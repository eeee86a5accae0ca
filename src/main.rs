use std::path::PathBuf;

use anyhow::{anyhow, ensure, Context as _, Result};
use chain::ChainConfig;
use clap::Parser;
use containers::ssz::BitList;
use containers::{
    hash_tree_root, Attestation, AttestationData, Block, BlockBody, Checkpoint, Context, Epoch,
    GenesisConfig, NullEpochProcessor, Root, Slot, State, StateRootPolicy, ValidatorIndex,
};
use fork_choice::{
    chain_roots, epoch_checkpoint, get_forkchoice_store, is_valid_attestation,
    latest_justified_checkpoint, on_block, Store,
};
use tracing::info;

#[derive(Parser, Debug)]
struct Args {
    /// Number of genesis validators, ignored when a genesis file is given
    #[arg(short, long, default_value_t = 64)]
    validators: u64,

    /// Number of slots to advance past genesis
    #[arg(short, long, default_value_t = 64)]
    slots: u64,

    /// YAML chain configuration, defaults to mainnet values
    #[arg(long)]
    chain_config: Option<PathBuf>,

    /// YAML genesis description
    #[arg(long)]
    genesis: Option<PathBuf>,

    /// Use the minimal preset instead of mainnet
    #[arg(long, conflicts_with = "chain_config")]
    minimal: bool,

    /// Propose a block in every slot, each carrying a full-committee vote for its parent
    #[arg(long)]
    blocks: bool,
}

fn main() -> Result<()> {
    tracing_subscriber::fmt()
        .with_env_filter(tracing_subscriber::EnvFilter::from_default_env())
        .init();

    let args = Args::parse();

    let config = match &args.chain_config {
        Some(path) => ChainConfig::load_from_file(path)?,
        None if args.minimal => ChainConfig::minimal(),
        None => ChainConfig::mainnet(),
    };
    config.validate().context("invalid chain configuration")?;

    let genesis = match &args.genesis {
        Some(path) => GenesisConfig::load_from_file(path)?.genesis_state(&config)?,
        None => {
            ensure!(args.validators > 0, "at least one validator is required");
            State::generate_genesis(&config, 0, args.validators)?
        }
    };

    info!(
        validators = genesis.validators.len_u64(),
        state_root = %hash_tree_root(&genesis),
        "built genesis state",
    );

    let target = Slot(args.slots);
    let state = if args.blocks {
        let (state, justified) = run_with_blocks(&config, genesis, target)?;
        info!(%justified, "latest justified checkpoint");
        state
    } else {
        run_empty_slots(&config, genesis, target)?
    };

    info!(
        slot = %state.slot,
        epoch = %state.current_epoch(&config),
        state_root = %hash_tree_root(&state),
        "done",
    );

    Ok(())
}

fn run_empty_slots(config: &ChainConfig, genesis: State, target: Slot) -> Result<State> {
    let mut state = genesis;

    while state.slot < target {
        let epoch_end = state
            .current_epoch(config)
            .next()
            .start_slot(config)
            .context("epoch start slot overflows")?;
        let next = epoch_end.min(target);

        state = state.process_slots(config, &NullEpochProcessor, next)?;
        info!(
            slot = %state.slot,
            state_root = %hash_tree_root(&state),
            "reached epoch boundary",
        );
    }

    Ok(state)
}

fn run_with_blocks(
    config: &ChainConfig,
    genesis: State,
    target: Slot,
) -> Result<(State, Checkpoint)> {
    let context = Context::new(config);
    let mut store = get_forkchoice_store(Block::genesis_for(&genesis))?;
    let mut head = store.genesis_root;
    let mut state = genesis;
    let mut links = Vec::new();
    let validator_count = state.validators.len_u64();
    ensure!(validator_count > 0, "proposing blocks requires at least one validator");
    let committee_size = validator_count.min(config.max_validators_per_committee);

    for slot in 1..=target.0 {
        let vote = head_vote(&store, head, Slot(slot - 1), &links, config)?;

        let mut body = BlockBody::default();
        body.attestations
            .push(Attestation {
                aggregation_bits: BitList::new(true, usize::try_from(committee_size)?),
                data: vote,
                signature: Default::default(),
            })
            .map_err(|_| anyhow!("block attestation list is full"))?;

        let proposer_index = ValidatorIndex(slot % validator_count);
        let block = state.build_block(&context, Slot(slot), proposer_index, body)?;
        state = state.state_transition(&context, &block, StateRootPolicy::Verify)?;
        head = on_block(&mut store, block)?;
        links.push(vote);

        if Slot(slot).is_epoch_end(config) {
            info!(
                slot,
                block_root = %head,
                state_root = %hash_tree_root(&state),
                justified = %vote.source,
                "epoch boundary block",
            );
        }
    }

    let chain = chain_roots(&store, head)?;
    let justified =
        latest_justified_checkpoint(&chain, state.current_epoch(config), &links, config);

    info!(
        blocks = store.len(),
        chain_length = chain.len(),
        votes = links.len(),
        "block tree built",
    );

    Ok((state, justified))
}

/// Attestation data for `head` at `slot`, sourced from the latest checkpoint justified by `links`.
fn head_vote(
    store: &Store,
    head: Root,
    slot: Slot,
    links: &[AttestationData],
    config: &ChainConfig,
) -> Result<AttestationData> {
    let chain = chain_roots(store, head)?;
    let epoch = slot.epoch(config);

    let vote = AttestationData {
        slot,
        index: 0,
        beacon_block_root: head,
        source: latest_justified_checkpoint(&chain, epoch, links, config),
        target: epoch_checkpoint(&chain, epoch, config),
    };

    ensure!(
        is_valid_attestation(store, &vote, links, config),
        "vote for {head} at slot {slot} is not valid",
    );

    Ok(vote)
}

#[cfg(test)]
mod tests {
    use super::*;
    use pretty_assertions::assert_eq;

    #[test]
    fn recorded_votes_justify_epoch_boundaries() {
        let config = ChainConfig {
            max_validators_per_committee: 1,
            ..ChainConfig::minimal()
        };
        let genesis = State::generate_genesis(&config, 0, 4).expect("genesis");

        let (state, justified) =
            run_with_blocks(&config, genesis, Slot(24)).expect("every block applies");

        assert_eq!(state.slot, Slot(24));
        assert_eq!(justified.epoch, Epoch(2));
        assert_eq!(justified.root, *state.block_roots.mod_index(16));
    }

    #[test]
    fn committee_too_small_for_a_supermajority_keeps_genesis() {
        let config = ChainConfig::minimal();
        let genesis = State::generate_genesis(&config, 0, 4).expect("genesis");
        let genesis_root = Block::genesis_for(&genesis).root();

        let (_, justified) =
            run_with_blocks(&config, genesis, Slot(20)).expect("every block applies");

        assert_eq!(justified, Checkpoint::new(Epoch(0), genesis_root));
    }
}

★ ★ ★ ★ ★ ★ ★

- **YOUR GOAL**: Starting at the line with "run_with_blocks(&config, genesis, target)?;" and ending at the line with "blocks requires at", print each line of the listing above exactly, with no other lines.

- **PROBLEM SOLUTION**:
        let (state, justified) = run_with_blocks(&config, genesis, target)?;
        info!(%justified, "latest justified checkpoint");
        state
    } else {
        run_empty_slots(&config, genesis, target)?
    };

    info!(
        slot = %state.slot,
        epoch = %state.current_epoch(&config),
        state_root = %hash_tree_root(&state),
        "done",
    );

    Ok(())
}

fn run_empty_slots(config: &ChainConfig, genesis: State, target: Slot) -> Result<State> {
    let mut state = genesis;

    while state.slot < target {
        let epoch_end = state
            .current_epoch(config)
            .next()
            .start_slot(config)
            .context("epoch start slot overflows")?;
        let next = epoch_end.min(target);

        state = state.process_slots(config, &NullEpochProcessor, next)?;
        info!(
            slot = %state.slot,
            state_root = %hash_tree_root(&state),
            "reached epoch boundary",
        );
    }

    Ok(state)
}

fn run_with_blocks(
    config: &ChainConfig,
    genesis: State,
    target: Slot,
) -> Result<(State, Checkpoint)> {
    let context = Context::new(config);
    let mut store = get_forkchoice_store(Block::genesis_for(&genesis))?;
    let mut head = store.genesis_root;
    let mut state = genesis;
    let mut links = Vec::new();
    let validator_count = state.validators.len_u64();
    ensure!(validator_count > 0, "proposing blocks requires at least one validator");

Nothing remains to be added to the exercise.